#### [What you should do]
Output the entries below exactly, from the first line to the line holding "#[arg(long, default_value_t = DEFAULT_GRID_SIZE)]", both included.

BEGIN Information provided

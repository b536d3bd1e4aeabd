use clap::Parser;
use serde::{Deserialize, Serialize};
use std::path::Path;
use std::time::Duration;

use crate::algorithms::common::{SearchOptions, DEFAULT_BEAM_WIDTH};
use crate::algorithms::Algorithm;
use crate::cost::Weather;
use crate::error::{ConfigError, SolveError};
use crate::grid::{Position, DEFAULT_GRID_SIZE};
use crate::registry::MAX_SESSIONS;

/// Engine knobs shared by every session.
#[derive(Debug, Clone, PartialEq, Serialize, Deserialize)]
#[serde(default)]
pub struct EngineConfig {
    /// Visited positions per `visited_batch` event.
    pub batch_size: usize,
    /// Events buffered per session before the solver blocks on its consumer.
    pub channel_capacity: usize,
    /// Candidates kept per beam search layer.
    pub beam_width: usize,
    /// Deepest IDDFS cutoff; defaults to the traversable cell count.
    pub max_depth: Option<usize>,
    /// How often a solver blocked on a full channel rechecks cancellation.
    pub poll_interval_ms: u64,
}

impl Default for EngineConfig {
    fn default() -> Self {
        EngineConfig {
            batch_size: 5,
            channel_capacity: 64,
            beam_width: DEFAULT_BEAM_WIDTH,
            max_depth: None,
            poll_interval_ms: 20,
        }
    }
}

impl EngineConfig {
    /// Reads a JSON config file. Missing keys keep their defaults.
    pub fn load(path: &Path) -> Result<Self, ConfigError> {
        let contents = std::fs::read_to_string(path)?;
        let config: EngineConfig = serde_json::from_str(&contents)?;
        Ok(config.sanitized())
    }

    /// Clamps values that would stall the engine.
    pub fn sanitized(mut self) -> Self {
        self.batch_size = self.batch_size.max(1);
        self.channel_capacity = self.channel_capacity.max(1);
        self.beam_width = self.beam_width.max(1);
        self.poll_interval_ms = self.poll_interval_ms.max(1);
        self
    }

    pub fn search_options(&self) -> SearchOptions {
        SearchOptions {
            beam_width: self.beam_width,
            max_depth: self.max_depth,
        }
    }

    pub fn poll_interval(&self) -> Duration {
        Duration::from_millis(self.poll_interval_ms)
    }
}

#[derive(Parser, Debug, Clone)]
#[command(author, version, about, long_about = None)]
pub struct Config {
    #[arg(long, default_value_t = DEFAULT_GRID_SIZE)]
    pub grid_size: usize,

    /// Chance that a block interior cell becomes a building.
    #[arg(long, default_value_t = 0.4)]
    pub building_density: f64,

    #[arg(long)]
    pub seed: Option<u64>,

    /// Comma separated algorithms run side by side (at most three), or `all`
    /// to compare every algorithm.
    #[arg(long, default_value = "astar")]
    pub algorithm: String,

    #[arg(long, value_enum, default_value_t = Weather::Clear)]
    pub weather: Weather,

    /// Start cell as `x,y`; defaults to the first open cell.
    #[arg(long, value_parser = parse_position)]
    pub start: Option<Position>,

    /// End cell as `x,y`; defaults to the last open cell.
    #[arg(long, value_parser = parse_position)]
    pub end: Option<Position>,

    #[arg(long, default_value_t = 5)]
    pub batch_size: usize,

    #[arg(long, default_value_t = 64)]
    pub channel_capacity: usize,

    #[arg(long, default_value_t = DEFAULT_BEAM_WIDTH)]
    pub beam_width: usize,

    #[arg(long)]
    pub max_depth: Option<usize>,

    /// JSON engine config; replaces the engine flags above.
    #[arg(long)]
    pub engine_config: Option<String>,

    /// Serve the line-delimited JSON protocol on this address instead of
    /// running a local search.
    #[arg(long)]
    pub serve: Option<String>,

    #[arg(long, default_value_t = false)]
    pub show_grid: bool,

    #[arg(long, default_value_t = false)]
    pub quiet: bool,
}

/// What the `--algorithm` flag asked for.
#[derive(Debug, Clone, PartialEq, Eq)]
pub enum AlgorithmSelection {
    /// Run these side by side as concurrent sessions.
    Sessions(Vec<Algorithm>),
    /// Compare every algorithm on one environment.
    Compare,
}

impl Config {
    pub fn engine(&self) -> Result<EngineConfig, ConfigError> {
        if let Some(path) = &self.engine_config {
            return EngineConfig::load(Path::new(path));
        }
        Ok(EngineConfig {
            batch_size: self.batch_size,
            channel_capacity: self.channel_capacity,
            beam_width: self.beam_width,
            max_depth: self.max_depth,
            ..EngineConfig::default()
        }
        .sanitized())
    }

    pub fn selection(&self) -> Result<AlgorithmSelection, SolveError> {
        if self.algorithm.trim().eq_ignore_ascii_case("all") {
            return Ok(AlgorithmSelection::Compare);
        }
        let algorithms = self
            .algorithm
            .split(',')
            .filter(|name| !name.trim().is_empty())
            .map(str::parse)
            .collect::<Result<Vec<Algorithm>, _>>()?;
        if algorithms.is_empty() {
            return Err(SolveError::UnknownAlgorithm(self.algorithm.clone()));
        }
        if algorithms.len() > MAX_SESSIONS {
            return Err(SolveError::TooManySessions(MAX_SESSIONS));
        }
        Ok(AlgorithmSelection::Sessions(algorithms))
    }
}

fn parse_position(s: &str) -> Result<Position, String> {
    let (x, y) = s
        .split_once(',')
        .ok_or_else(|| format!("expected x,y but got '{}'", s))?;
    let x = x.trim().parse().map_err(|e| format!("bad x in '{}': {}", s, e))?;
    let y = y.trim().parse().map_err(|e| format!("bad y in '{}': {}", s, e))?;
    Ok(Position::new(x, y))
}

#[cfg(test)]
mod tests {
    use super::*;

    fn parse(args: &[&str]) -> Config {
        Config::parse_from(std::iter::once("grid_solver").chain(args.iter().copied()))
    }

    #[test]
    fn defaults_match_the_ui() {
        let config = parse(&[]);
        assert_eq!(config.grid_size, 20);
        assert_eq!(config.weather, Weather::Clear);
        assert_eq!(
            config.selection().unwrap(),
            AlgorithmSelection::Sessions(vec![Algorithm::AStar])
        );
        assert_eq!(config.engine().unwrap(), EngineConfig::default());
    }

    #[test]
    fn parses_side_by_side_sessions() {
        let config = parse(&["--algorithm", "bfs, dfs,astar", "--weather", "snow"]);
        assert_eq!(
            config.selection().unwrap(),
            AlgorithmSelection::Sessions(vec![Algorithm::Bfs, Algorithm::Dfs, Algorithm::AStar])
        );
        assert_eq!(config.weather, Weather::Snow);
    }

    #[test]
    fn caps_session_count() {
        let config = parse(&["--algorithm", "bfs,dfs,ucs,beam"]);
        assert!(matches!(
            config.selection(),
            Err(SolveError::TooManySessions(3))
        ));
        assert_eq!(
            parse(&["--algorithm", "ALL"]).selection().unwrap(),
            AlgorithmSelection::Compare
        );
    }

    #[test]
    fn parses_positions() {
        let config = parse(&["--start", "1,2", "--end", " 19 , 0"]);
        assert_eq!(config.start, Some(Position::new(1, 2)));
        assert_eq!(config.end, Some(Position::new(19, 0)));
        assert!(parse_position("3").is_err());
    }

    #[test]
    fn engine_config_fills_missing_keys() {
        let config: EngineConfig = serde_json::from_str(r#"{"batch_size": 0}"#).unwrap();
        let config = config.sanitized();
        assert_eq!(config.batch_size, 1);
        assert_eq!(config.channel_capacity, 64);
    }
}
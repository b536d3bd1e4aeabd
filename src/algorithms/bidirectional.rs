use crate::algorithms::common::{FailureReason, NodeTable, Search, SearchNode, Step};
use crate::algorithms::Algorithm;
use crate::grid::{Grid, Position};
use rustc_hash::FxHashSet;
use std::collections::VecDeque;

/// One breadth-first frontier and the tree it has grown.
struct Frontier {
    queue: VecDeque<Position>,
    nodes: NodeTable,
}

impl Frontier {
    fn rooted_at(root: Position) -> Self {
        let mut nodes = NodeTable::new();
        nodes.insert(root, SearchNode::root(0));
        Frontier {
            queue: VecDeque::from([root]),
            nodes,
        }
    }
}

/// Bidirectional breadth-first search.
///
/// The start-side and end-side frontiers take turns expanding one node. The
/// search meets as soon as one side discovers a position the other side has
/// already discovered, and the path is the start-side chain to that position
/// joined with the reversed end-side chain. Finds a path, not necessarily the
/// shortest one.
pub struct Bidirectional {
    forward: Frontier,
    backward: Frontier,
    forward_turn: bool,
    emitted: FxHashSet<Position>,
}

impl Bidirectional {
    pub fn new(start: Position, goal: Position) -> Self {
        Bidirectional {
            forward: Frontier::rooted_at(start),
            backward: Frontier::rooted_at(goal),
            forward_turn: true,
            emitted: FxHashSet::default(),
        }
    }

    fn join_at(&self, meeting: Position) -> Vec<Position> {
        let mut path = self.forward.nodes.path_to(meeting);
        let mut tail = self.backward.nodes.path_to(meeting);
        tail.reverse();
        path.extend(tail.into_iter().skip(1));
        path
    }

    fn meet(&self, examined: Vec<Position>, meeting: Position) -> Step {
        Step::Reached {
            path: self.join_at(meeting),
            complexity: self.forward.nodes.links() + self.backward.nodes.links(),
            examined,
        }
    }
}

impl Search for Bidirectional {
    fn algorithm(&self) -> Algorithm {
        Algorithm::Bidirectional
    }

    fn step(&mut self, grid: &Grid) -> Step {
        let forward_turn = self.forward_turn;
        self.forward_turn = !forward_turn;
        let (active, other) = if forward_turn {
            (&mut self.forward, &self.backward)
        } else {
            (&mut self.backward, &self.forward)
        };

        // Either side running dry means the two halves are disconnected.
        let Some(current) = active.queue.pop_front() else {
            return Step::Exhausted(FailureReason::Unreachable);
        };
        let mut examined = Vec::with_capacity(2);
        if self.emitted.insert(current) {
            examined.push(current);
        }

        if other.nodes.contains(current) {
            return self.meet(examined, current);
        }

        let g = active.nodes.g(current) + 1;
        let mut meeting = None;
        for neighbor in grid.neighbors(current) {
            if active.nodes.contains(neighbor) {
                continue;
            }
            active.nodes.insert(
                neighbor,
                SearchNode {
                    g,
                    h: 0,
                    parent: Some(current),
                },
            );
            if other.nodes.contains(neighbor) {
                meeting = Some(neighbor);
                break;
            }
            active.queue.push_back(neighbor);
        }

        match meeting {
            Some(meeting) => {
                if self.emitted.insert(meeting) {
                    examined.push(meeting);
                }
                self.meet(examined, meeting)
            }
            None => Step::Expanded(examined.pop()),
        }
    }
}
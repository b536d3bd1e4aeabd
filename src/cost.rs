use clap::ValueEnum;
use serde::{Deserialize, Serialize};
use std::fmt;

/// Weight of a single move before any environmental penalty.
pub const BASE_EDGE_COST: u32 = 1;

/// Environment-wide weather applied uniformly to every edge of a path.
///
/// Weather never changes which cells can be entered, only what a path costs.
#[derive(Debug, Clone, Copy, PartialEq, Eq, Hash, Default, Serialize, Deserialize, ValueEnum)]
#[serde(rename_all = "lowercase")]
pub enum Weather {
    #[default]
    Clear,
    Rain,
    Snow,
}

impl Weather {
    /// Additive per-edge penalty.
    pub fn penalty(self) -> u32 {
        match self {
            Weather::Clear => 0,
            Weather::Rain => 2,
            Weather::Snow => 4,
        }
    }
}

impl fmt::Display for Weather {
    fn fmt(&self, f: &mut fmt::Formatter<'_>) -> fmt::Result {
        let name = match self {
            Weather::Clear => "clear",
            Weather::Rain => "rain",
            Weather::Snow => "snow",
        };
        f.write_str(name)
    }
}

pub fn edge_cost(weather: Weather) -> u32 {
    BASE_EDGE_COST + weather.penalty()
}

/// Total cost of a path of `path_len` positions (start and end inclusive).
///
/// Computed from the finished path only, never from an algorithm's own
/// g-values, so every algorithm is charged the same way.
pub fn path_cost(path_len: usize, weather: Weather) -> u32 {
    if path_len <= 1 {
        return 0;
    }
    (path_len as u32 - 1) * edge_cost(weather)
}

#[cfg(test)]
mod tests {
    use super::*;

    #[test]
    fn edge_cost_adds_weather_penalty() {
        assert_eq!(edge_cost(Weather::Clear), 1);
        assert_eq!(edge_cost(Weather::Rain), 3);
        assert_eq!(edge_cost(Weather::Snow), 5);
    }

    #[test]
    fn trivial_paths_cost_nothing() {
        assert_eq!(path_cost(0, Weather::Snow), 0);
        assert_eq!(path_cost(1, Weather::Rain), 0);
    }

    #[test]
    fn cost_scales_with_edges() {
        // five positions, four edges
        assert_eq!(path_cost(5, Weather::Clear), 4);
        assert_eq!(path_cost(5, Weather::Rain), 12);
        assert_eq!(path_cost(5, Weather::Snow), 20);
    }

    #[test]
    fn worse_weather_never_costs_less() {
        for len in 0..50 {
            let clear = path_cost(len, Weather::Clear);
            let rain = path_cost(len, Weather::Rain);
            let snow = path_cost(len, Weather::Snow);
            assert!(clear <= rain && rain <= snow);
            assert_eq!(clear, path_cost(len, Weather::Clear));
        }
    }

    #[test]
    fn weather_uses_lowercase_names_on_the_wire() {
        assert_eq!(serde_json::to_string(&Weather::Snow).unwrap(), "\"snow\"");
        let parsed: Weather = serde_json::from_str("\"rain\"").unwrap();
        assert_eq!(parsed, Weather::Rain);
    }
}
//! Solver sessions: one search run at a time on its own thread.
//!
//! A run owns its search state outright and talks to its consumer through a
//! bounded crossbeam channel. Sending is the only place a run can block, and
//! it polls the cancel token while blocked so `cancel()` and `reset()` always
//! get through.

use crossbeam_channel::{Receiver, RecvTimeoutError, SendTimeoutError, Sender, TryRecvError};
use serde::Serialize;
use std::fmt;
use std::sync::atomic::{AtomicU8, Ordering};
use std::sync::Arc;
use std::thread::{self, JoinHandle};
use std::time::{Duration, Instant};

use crate::algorithms::{Algorithm, FailureReason};
use crate::config::EngineConfig;
use crate::cost::Weather;
use crate::error::{Result, SolveError};
use crate::events::{check_endpoints, CancelToken, SearchEvent, SearchEvents, SearchSpec};
use crate::grid::{Grid, Position};

#[derive(Debug, Clone, Copy, PartialEq, Eq, PartialOrd, Ord, Hash, Serialize)]
pub struct SessionId(pub u32);

impl fmt::Display for SessionId {
    fn fmt(&self, f: &mut fmt::Formatter<'_>) -> fmt::Result {
        write!(f, "{}", self.0)
    }
}

/// Lifecycle of a session. Terminal states fall back to `Idle` on the next
/// `start()` or `reset()`.
#[derive(Debug, Clone, Copy, PartialEq, Eq, Hash, Serialize)]
#[serde(rename_all = "lowercase")]
pub enum SessionState {
    Idle,
    Running,
    Completed,
    Failed,
    Cancelled,
}

impl SessionState {
    fn from_u8(raw: u8) -> Self {
        match raw {
            1 => SessionState::Running,
            2 => SessionState::Completed,
            3 => SessionState::Failed,
            4 => SessionState::Cancelled,
            _ => SessionState::Idle,
        }
    }

    fn as_u8(self) -> u8 {
        match self {
            SessionState::Idle => 0,
            SessionState::Running => 1,
            SessionState::Completed => 2,
            SessionState::Failed => 3,
            SessionState::Cancelled => 4,
        }
    }
}
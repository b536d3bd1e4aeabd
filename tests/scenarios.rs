use grid_solver::{
    solve, Algorithm, CellType, EngineConfig, Grid, Position, SearchEvent, SessionRegistry,
    SolveError, Weather,
};

fn run(grid: &Grid, start: Position, end: Position, algorithm: Algorithm, weather: Weather) -> Vec<SearchEvent> {
    solve(grid, Some(start), Some(end), algorithm, weather)
        .expect("valid request")
        .collect()
}

fn found_path(events: &[SearchEvent]) -> Option<(&[Position], u32)> {
    events.iter().find_map(|event| match event {
        SearchEvent::PathFound { path, cost, .. } => Some((path.as_slice(), *cost)),
        _ => None,
    })
}

fn visited(events: &[SearchEvent]) -> Vec<Position> {
    events
        .iter()
        .flat_map(|event| match event {
            SearchEvent::VisitedBatch { nodes } => nodes.clone(),
            _ => Vec::new(),
        })
        .collect()
}

#[test]
fn bfs_detours_around_a_wall() {
    let mut grid = Grid::new(5);
    for x in 1..4 {
        grid.set(Position::new(x, 2), CellType::Obstacle);
    }
    let (start, end) = (Position::new(0, 0), Position::new(4, 4));
    let events = run(&grid, start, end, Algorithm::Bfs, Weather::Clear);

    let (path, cost) = found_path(&events).expect("a path exists");
    assert_eq!(path.len(), 9);
    assert_eq!(cost, 8);
    assert_eq!(path.first(), Some(&start));
    assert_eq!(path.last(), Some(&end));
    assert!(visited(&events).len() < 25);
    assert_eq!(events.last(), Some(&SearchEvent::Complete));
}

#[test]
fn astar_cost_follows_weather() {
    let grid = Grid::new(3);
    let (start, end) = (Position::new(0, 0), Position::new(2, 2));

    let clear = run(&grid, start, end, Algorithm::AStar, Weather::Clear);
    let (path, cost) = found_path(&clear).unwrap();
    assert_eq!(path.len() - 1, 4);
    assert_eq!(cost, 4);

    let rain = run(&grid, start, end, Algorithm::AStar, Weather::Rain);
    assert_eq!(found_path(&rain).unwrap().1, 12);

    let snow = run(&grid, start, end, Algorithm::AStar, Weather::Snow);
    assert_eq!(found_path(&snow).unwrap().1, 20);
}

#[test]
fn same_start_and_end_is_rejected() {
    let grid = Grid::new(4);
    let pos = Position::new(1, 1);
    for algorithm in Algorithm::ALL {
        assert!(matches!(
            solve(&grid, Some(pos), Some(pos), algorithm, Weather::Clear),
            Err(SolveError::SameEndpoints(p)) if p == pos
        ));
    }
}

#[test]
fn blocked_end_is_rejected() {
    let mut grid = Grid::new(4);
    let end = Position::new(3, 3);
    grid.set(end, CellType::Obstacle);
    for algorithm in Algorithm::ALL {
        let err = solve(&grid, Some(Position::new(0, 0)), Some(end), algorithm, Weather::Clear)
            .err()
            .expect("rejected");
        assert!(matches!(
            err,
            SolveError::NotTraversable {
                cell: CellType::Obstacle,
                ..
            }
        ));
    }
}

#[test]
fn concurrent_sessions_match_solo_runs() {
    let grid = Grid::parse(
        "
        S....#....
        .###.#.##.
        .#...#..#.
        .#.###.##.
        ...#......
        ##.#.####.
        ...#....#.
        .#####..#.
        .......##G
        ",
    )
    .unwrap();
    let (start, end) = (Position::new(0, 0), Position::new(9, 8));
    let algorithms = [Algorithm::Bfs, Algorithm::Dfs, Algorithm::AStar];

    let mut registry = SessionRegistry::with_algorithms(EngineConfig::default(), &algorithms).unwrap();
    let streams = registry
        .run_all(&grid, Some(start), Some(end), Weather::Rain)
        .unwrap();
    let handles: Vec<_> = streams
        .into_iter()
        .map(|(id, stream)| std::thread::spawn(move || (id, stream.collect::<Vec<_>>())))
        .collect();

    for (handle, algorithm) in handles.into_iter().zip(algorithms) {
        let (id, together) = handle.join().unwrap();
        assert_eq!(registry.algorithm(id).unwrap(), algorithm);

        let alone = run(&grid, start, end, algorithm, Weather::Rain);
        assert_eq!(together, alone, "{algorithm} diverged when run alongside others");
    }
}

END Information provided

#### [Reply to the task]
repository b536d3bd1e4aeabd
use clap::Parser;
use serde::{Deserialize, Serialize};
use std::path::Path;
use std::time::Duration;

use crate::algorithms::common::{SearchOptions, DEFAULT_BEAM_WIDTH};
use crate::algorithms::Algorithm;
use crate::cost::Weather;
use crate::error::{ConfigError, SolveError};
use crate::grid::{Position, DEFAULT_GRID_SIZE};
use crate::registry::MAX_SESSIONS;

/// Engine knobs shared by every session.
#[derive(Debug, Clone, PartialEq, Serialize, Deserialize)]
#[serde(default)]
pub struct EngineConfig {
    /// Visited positions per `visited_batch` event.
    pub batch_size: usize,
    /// Events buffered per session before the solver blocks on its consumer.
    pub channel_capacity: usize,
    /// Candidates kept per beam search layer.
    pub beam_width: usize,
    /// Deepest IDDFS cutoff; defaults to the traversable cell count.
    pub max_depth: Option<usize>,
    /// How often a solver blocked on a full channel rechecks cancellation.
    pub poll_interval_ms: u64,
}

impl Default for EngineConfig {
    fn default() -> Self {
        EngineConfig {
            batch_size: 5,
            channel_capacity: 64,
            beam_width: DEFAULT_BEAM_WIDTH,
            max_depth: None,
            poll_interval_ms: 20,
        }
    }
}

impl EngineConfig {
    /// Reads a JSON config file. Missing keys keep their defaults.
    pub fn load(path: &Path) -> Result<Self, ConfigError> {
        let contents = std::fs::read_to_string(path)?;
        let config: EngineConfig = serde_json::from_str(&contents)?;
        Ok(config.sanitized())
    }

    /// Clamps values that would stall the engine.
    pub fn sanitized(mut self) -> Self {
        self.batch_size = self.batch_size.max(1);
        self.channel_capacity = self.channel_capacity.max(1);
        self.beam_width = self.beam_width.max(1);
        self.poll_interval_ms = self.poll_interval_ms.max(1);
        self
    }

    pub fn search_options(&self) -> SearchOptions {
        SearchOptions {
            beam_width: self.beam_width,
            max_depth: self.max_depth,
        }
    }

    pub fn poll_interval(&self) -> Duration {
        Duration::from_millis(self.poll_interval_ms)
    }
}

#[derive(Parser, Debug, Clone)]
#[command(author, version, about, long_about = None)]
pub struct Config {
    #[arg(long, default_value_t = DEFAULT_GRID_SIZE)]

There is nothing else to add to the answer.